(Collected data)
-- Opening Marker --
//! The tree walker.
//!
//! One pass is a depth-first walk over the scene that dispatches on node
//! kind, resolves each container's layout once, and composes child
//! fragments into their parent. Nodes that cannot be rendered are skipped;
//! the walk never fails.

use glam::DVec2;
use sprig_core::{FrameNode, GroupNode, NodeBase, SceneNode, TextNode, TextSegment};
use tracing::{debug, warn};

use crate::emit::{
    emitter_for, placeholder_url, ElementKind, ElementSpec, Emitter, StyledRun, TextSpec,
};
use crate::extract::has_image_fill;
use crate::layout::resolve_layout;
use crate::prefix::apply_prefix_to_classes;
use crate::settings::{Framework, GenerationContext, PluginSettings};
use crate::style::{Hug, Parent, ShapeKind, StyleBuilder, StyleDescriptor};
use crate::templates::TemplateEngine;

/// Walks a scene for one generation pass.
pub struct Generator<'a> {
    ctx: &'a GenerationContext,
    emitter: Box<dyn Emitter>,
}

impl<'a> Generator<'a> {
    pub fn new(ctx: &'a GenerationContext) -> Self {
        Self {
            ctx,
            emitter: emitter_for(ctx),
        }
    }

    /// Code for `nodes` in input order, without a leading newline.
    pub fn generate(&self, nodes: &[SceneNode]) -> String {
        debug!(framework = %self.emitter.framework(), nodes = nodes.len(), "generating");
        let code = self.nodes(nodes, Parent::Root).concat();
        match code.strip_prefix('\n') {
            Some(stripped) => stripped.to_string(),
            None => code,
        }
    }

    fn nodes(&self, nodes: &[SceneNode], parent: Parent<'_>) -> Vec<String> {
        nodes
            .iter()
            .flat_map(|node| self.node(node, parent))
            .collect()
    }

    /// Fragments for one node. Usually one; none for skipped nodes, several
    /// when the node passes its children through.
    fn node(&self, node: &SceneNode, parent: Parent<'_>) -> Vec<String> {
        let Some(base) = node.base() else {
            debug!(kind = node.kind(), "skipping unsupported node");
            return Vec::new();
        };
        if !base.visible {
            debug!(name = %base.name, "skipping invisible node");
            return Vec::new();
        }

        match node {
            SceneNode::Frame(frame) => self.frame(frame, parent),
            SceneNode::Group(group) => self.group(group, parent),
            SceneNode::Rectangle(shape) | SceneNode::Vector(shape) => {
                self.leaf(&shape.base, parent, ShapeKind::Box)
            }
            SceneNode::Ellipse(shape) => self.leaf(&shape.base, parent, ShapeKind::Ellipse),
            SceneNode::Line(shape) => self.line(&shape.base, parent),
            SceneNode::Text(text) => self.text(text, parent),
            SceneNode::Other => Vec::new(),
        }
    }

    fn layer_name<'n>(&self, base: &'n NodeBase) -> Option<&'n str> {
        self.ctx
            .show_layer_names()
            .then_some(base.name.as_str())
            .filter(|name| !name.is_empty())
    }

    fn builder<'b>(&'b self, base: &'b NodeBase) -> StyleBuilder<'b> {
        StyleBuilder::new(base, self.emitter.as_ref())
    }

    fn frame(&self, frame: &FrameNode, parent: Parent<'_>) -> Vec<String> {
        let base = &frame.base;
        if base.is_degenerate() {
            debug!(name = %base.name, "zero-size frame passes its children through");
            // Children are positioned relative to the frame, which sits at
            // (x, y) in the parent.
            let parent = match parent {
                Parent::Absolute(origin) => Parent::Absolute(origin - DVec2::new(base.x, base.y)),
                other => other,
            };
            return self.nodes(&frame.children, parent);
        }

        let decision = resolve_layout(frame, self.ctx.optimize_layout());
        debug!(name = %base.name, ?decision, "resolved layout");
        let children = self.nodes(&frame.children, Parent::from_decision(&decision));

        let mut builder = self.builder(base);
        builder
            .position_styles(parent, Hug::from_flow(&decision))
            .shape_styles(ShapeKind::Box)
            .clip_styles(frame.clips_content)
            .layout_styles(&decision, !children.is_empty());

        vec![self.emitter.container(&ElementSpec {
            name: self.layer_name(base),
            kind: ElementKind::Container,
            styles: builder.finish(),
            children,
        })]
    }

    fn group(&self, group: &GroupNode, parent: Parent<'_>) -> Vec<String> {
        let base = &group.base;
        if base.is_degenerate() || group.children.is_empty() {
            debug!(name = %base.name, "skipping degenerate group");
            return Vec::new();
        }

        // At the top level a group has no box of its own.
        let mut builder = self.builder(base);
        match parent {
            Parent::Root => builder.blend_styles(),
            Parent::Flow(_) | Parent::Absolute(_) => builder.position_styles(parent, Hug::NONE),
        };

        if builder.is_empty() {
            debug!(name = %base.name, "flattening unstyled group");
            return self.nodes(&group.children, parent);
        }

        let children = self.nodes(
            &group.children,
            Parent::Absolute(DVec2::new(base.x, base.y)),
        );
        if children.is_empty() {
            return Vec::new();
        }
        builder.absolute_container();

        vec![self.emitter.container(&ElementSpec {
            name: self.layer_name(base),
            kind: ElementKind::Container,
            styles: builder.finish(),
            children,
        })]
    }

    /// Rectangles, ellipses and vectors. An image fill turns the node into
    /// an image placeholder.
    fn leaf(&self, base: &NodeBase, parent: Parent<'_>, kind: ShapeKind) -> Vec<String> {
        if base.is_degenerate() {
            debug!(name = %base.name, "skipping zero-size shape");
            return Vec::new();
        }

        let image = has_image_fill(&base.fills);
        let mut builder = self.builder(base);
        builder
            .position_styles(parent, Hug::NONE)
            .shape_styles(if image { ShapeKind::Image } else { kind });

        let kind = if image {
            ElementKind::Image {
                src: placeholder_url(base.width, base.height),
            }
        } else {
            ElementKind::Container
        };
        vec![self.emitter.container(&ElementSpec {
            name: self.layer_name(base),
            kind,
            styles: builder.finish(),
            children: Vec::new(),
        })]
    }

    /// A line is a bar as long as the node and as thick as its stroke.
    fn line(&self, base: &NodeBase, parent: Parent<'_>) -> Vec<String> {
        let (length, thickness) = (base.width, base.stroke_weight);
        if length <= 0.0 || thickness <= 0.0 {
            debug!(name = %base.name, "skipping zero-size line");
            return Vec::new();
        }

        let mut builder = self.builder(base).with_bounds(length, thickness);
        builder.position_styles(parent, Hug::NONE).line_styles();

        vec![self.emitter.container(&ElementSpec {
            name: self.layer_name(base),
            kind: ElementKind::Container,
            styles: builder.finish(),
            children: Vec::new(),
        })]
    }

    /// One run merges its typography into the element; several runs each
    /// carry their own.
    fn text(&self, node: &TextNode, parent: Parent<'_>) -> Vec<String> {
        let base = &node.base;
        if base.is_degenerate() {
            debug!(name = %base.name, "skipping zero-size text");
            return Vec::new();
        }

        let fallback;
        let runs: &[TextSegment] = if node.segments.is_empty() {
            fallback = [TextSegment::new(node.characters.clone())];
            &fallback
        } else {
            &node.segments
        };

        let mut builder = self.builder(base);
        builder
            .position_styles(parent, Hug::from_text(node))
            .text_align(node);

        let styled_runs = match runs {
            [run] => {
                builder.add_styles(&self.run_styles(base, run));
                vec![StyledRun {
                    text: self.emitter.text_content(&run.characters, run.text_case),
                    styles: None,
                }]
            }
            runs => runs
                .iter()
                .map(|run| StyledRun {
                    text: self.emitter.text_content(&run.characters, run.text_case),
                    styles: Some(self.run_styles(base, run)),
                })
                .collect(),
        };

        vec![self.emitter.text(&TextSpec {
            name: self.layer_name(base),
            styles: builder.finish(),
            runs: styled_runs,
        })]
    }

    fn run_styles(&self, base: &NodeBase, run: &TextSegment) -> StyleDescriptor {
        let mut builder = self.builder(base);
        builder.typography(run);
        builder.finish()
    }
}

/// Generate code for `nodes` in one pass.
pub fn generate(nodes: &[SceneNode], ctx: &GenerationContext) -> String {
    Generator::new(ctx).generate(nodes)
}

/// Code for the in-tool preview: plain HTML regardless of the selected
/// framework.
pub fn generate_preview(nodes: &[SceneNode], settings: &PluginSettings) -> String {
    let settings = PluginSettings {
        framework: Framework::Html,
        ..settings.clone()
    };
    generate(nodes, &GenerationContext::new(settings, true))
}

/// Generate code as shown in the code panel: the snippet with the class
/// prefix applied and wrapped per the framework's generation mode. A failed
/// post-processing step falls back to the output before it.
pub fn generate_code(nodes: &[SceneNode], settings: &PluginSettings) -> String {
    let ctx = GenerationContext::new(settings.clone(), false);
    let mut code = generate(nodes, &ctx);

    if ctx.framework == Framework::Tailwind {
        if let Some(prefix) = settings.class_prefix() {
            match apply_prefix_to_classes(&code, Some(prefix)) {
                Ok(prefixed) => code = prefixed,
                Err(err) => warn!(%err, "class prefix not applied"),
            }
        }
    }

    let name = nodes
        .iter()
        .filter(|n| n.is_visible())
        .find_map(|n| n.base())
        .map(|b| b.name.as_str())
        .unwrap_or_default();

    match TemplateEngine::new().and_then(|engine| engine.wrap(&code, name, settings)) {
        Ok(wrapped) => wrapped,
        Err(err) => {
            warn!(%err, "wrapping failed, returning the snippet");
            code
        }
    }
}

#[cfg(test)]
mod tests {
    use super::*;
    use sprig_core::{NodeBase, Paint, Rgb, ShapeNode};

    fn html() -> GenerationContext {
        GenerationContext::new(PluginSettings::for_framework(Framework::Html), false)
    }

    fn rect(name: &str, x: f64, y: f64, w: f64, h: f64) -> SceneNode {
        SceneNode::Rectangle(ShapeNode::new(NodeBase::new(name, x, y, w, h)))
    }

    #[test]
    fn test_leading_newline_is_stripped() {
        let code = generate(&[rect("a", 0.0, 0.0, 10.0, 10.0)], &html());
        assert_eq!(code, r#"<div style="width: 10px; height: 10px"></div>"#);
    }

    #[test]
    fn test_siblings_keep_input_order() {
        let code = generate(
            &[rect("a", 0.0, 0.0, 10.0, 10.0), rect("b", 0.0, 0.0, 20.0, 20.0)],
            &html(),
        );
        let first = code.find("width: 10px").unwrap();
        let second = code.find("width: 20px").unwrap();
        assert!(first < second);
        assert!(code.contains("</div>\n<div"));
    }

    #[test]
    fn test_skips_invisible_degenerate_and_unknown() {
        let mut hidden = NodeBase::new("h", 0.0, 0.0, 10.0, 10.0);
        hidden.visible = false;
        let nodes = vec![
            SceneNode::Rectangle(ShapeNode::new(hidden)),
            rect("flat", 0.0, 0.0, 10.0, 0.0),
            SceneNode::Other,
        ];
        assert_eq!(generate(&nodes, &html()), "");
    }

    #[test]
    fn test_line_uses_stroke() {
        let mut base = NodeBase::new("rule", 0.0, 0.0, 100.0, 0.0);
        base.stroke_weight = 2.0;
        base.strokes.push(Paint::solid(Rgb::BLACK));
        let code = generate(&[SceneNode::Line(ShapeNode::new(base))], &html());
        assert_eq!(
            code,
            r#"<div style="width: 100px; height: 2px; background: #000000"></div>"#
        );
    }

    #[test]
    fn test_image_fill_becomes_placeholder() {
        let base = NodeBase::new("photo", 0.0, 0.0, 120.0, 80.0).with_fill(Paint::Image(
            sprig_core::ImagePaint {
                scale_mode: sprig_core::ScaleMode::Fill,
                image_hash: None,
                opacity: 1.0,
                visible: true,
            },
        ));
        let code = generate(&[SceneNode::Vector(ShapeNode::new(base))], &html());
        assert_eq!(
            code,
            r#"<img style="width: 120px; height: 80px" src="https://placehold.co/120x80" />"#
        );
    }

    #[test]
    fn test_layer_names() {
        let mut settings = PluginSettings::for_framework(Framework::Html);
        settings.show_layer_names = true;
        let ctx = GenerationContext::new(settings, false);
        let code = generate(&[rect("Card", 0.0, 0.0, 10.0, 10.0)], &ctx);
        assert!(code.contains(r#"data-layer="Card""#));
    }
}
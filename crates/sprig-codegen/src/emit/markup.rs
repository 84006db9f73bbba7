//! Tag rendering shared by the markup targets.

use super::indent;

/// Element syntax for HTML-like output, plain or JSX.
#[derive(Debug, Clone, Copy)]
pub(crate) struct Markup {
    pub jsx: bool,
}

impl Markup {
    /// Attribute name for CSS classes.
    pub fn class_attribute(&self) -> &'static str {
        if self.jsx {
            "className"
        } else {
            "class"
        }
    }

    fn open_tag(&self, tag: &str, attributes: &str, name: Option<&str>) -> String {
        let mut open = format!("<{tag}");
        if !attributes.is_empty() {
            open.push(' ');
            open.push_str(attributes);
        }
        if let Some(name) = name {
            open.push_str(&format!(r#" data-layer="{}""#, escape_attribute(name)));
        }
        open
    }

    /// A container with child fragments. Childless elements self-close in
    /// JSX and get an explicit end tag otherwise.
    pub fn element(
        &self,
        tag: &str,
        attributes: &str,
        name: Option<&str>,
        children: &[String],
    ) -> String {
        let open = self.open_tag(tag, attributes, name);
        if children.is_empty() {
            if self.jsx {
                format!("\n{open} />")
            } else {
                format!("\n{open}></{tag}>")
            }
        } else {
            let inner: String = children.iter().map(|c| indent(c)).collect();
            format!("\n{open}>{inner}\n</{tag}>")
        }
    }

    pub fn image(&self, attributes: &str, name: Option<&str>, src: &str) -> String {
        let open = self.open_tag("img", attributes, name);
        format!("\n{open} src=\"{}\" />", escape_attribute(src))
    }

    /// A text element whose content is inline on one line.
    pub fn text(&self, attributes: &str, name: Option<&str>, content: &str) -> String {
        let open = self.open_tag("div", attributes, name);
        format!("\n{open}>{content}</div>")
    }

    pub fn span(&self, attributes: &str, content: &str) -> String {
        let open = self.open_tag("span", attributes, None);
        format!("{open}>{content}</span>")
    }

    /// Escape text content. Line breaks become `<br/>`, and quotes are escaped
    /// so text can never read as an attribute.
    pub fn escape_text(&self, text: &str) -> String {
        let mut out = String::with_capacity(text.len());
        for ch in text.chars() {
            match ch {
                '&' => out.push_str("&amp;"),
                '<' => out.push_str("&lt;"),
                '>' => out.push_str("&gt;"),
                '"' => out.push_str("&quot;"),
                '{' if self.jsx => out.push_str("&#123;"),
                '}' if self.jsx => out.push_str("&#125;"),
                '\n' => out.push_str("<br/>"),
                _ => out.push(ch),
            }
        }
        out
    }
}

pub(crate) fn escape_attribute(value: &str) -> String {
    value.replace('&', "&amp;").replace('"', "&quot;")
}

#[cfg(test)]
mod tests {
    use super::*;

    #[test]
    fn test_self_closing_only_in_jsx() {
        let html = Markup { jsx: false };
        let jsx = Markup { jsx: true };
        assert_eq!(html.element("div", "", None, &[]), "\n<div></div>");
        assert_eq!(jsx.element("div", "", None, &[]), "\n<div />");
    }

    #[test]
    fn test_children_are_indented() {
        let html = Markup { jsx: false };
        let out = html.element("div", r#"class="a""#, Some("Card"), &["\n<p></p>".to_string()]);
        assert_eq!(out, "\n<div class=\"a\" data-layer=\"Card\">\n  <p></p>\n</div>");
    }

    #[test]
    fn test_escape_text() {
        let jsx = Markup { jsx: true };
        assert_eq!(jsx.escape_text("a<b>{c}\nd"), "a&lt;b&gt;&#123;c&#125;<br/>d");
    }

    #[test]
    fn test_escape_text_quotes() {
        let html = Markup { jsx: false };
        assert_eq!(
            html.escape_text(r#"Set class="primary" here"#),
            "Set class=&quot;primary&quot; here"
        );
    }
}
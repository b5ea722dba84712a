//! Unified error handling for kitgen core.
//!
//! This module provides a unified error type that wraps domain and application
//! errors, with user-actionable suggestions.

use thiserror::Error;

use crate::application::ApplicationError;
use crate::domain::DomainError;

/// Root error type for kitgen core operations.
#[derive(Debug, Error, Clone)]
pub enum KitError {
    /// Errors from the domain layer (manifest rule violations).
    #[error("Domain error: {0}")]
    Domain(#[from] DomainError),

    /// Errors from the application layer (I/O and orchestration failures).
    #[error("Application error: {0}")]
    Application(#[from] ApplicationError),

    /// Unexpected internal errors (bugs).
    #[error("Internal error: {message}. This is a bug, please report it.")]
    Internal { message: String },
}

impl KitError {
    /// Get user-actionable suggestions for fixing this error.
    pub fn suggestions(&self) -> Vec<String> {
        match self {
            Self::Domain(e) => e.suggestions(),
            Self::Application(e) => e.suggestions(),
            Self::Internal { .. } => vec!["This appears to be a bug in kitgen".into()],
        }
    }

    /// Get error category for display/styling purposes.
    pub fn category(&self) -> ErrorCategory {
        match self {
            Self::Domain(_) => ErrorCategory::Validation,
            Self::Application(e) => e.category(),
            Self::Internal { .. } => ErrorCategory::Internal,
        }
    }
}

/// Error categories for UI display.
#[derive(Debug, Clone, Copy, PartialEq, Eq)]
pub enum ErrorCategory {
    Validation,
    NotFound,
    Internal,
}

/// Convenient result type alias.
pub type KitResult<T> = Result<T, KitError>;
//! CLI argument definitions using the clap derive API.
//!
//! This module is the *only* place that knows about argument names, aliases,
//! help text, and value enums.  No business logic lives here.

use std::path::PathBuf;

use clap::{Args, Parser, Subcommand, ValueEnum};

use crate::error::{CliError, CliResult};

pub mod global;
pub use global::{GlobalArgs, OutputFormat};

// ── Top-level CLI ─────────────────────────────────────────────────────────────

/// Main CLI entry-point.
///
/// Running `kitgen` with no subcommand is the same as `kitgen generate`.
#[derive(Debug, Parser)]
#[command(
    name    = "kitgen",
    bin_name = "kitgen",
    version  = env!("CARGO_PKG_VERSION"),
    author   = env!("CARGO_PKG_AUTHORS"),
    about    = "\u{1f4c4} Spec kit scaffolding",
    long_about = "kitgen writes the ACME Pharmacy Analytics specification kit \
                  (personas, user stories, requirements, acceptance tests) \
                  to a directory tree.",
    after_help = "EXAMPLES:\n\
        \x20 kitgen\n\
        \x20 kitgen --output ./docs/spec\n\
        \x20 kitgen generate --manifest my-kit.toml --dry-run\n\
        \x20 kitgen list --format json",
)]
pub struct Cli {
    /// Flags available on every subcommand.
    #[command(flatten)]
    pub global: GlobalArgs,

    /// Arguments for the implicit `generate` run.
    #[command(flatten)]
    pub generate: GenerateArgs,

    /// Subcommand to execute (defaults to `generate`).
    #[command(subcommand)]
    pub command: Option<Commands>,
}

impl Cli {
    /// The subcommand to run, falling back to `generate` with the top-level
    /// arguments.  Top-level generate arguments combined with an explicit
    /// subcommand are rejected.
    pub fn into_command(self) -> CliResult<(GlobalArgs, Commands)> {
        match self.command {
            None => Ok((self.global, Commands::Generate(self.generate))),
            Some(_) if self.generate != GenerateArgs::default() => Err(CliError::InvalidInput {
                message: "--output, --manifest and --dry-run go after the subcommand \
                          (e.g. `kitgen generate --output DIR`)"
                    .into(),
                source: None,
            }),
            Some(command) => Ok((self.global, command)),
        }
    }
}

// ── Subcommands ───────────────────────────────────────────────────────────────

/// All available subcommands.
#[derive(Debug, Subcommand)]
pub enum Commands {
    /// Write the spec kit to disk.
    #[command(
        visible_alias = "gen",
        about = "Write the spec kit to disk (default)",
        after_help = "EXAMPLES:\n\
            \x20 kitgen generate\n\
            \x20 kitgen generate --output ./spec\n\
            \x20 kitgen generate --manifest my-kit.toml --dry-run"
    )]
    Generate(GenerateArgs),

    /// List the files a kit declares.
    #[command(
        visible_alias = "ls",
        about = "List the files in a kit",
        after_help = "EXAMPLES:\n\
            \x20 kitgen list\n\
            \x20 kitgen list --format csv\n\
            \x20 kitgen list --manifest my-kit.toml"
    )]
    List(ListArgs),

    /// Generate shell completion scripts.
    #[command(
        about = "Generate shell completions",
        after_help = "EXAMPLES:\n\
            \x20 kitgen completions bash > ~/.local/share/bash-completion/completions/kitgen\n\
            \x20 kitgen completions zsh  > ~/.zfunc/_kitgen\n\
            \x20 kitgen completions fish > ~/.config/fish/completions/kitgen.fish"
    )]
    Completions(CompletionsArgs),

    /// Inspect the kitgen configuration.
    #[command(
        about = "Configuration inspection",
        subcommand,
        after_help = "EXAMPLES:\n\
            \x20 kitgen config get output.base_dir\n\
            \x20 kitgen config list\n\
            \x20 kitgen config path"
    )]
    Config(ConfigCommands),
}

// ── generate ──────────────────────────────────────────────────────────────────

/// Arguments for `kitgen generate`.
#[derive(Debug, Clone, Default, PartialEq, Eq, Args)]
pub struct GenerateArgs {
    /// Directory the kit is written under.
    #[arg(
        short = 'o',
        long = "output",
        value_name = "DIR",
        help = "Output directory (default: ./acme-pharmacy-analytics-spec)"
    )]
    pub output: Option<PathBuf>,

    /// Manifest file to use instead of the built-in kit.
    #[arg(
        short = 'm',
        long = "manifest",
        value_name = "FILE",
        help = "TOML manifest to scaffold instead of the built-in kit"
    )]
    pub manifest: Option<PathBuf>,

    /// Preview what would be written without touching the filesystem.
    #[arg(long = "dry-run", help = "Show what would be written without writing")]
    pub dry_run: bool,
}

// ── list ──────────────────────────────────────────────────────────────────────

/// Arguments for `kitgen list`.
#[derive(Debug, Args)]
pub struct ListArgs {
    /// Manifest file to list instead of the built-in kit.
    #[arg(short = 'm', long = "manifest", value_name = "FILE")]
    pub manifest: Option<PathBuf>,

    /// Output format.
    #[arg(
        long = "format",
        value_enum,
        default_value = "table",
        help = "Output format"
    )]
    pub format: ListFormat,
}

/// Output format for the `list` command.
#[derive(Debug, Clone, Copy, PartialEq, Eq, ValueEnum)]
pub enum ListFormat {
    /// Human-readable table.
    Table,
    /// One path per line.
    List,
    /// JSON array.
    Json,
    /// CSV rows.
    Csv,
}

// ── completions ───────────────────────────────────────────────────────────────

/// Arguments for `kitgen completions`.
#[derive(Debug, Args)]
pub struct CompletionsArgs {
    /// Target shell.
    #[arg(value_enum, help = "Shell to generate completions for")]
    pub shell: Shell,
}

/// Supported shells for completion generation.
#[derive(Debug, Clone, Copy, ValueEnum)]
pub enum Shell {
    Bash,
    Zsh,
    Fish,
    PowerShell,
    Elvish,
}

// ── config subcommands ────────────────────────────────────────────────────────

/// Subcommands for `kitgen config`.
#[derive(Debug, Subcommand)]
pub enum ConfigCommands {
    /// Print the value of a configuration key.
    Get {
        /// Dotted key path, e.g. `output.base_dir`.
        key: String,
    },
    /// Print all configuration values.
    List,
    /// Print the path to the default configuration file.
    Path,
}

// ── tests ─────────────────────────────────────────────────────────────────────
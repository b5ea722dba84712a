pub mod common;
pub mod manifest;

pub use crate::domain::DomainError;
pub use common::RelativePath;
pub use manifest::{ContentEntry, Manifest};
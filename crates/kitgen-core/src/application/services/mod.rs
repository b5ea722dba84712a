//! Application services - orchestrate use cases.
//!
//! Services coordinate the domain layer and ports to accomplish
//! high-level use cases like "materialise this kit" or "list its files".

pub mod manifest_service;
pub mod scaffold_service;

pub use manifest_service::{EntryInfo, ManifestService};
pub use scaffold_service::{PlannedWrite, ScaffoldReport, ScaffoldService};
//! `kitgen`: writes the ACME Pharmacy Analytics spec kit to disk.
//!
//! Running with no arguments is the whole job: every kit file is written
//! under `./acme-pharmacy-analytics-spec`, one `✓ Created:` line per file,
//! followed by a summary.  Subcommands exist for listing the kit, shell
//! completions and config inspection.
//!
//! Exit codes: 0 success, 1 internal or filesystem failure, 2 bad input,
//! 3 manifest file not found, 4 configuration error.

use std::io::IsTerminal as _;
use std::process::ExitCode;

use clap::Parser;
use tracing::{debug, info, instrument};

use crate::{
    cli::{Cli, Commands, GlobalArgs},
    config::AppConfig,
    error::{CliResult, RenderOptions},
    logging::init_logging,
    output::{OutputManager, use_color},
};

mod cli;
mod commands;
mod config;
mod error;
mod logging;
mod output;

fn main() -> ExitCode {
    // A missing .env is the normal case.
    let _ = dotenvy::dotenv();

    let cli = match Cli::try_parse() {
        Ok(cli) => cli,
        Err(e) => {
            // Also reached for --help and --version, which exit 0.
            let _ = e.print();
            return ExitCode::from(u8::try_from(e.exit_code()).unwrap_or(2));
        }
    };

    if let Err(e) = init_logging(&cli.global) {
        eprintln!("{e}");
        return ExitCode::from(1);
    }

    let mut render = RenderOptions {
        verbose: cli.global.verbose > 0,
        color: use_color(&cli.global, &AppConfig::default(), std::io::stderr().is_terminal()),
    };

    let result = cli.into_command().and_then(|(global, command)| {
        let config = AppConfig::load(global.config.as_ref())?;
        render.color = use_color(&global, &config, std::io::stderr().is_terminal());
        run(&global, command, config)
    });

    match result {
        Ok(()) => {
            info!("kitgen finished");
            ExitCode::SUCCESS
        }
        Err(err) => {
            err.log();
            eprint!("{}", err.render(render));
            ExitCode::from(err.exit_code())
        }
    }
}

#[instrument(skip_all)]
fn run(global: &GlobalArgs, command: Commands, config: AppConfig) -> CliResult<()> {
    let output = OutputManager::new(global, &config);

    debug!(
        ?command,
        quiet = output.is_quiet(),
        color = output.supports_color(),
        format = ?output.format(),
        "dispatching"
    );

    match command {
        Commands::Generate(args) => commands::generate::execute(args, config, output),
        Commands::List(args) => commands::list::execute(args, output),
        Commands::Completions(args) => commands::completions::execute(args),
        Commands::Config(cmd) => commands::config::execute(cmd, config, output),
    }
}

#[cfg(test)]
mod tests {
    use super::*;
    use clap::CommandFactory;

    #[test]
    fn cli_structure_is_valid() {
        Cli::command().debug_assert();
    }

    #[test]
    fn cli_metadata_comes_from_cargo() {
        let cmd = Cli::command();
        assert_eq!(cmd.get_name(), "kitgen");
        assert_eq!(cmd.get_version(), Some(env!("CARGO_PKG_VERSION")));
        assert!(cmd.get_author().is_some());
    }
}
-- Closing Marker --
■ Work instructions: For every line above with the word "plain" in it, make a copy.

■ Answer to this problem:
/// Code for the in-tool preview: plain HTML regardless of the selected
/// Element syntax for HTML-like output, plain or JSX.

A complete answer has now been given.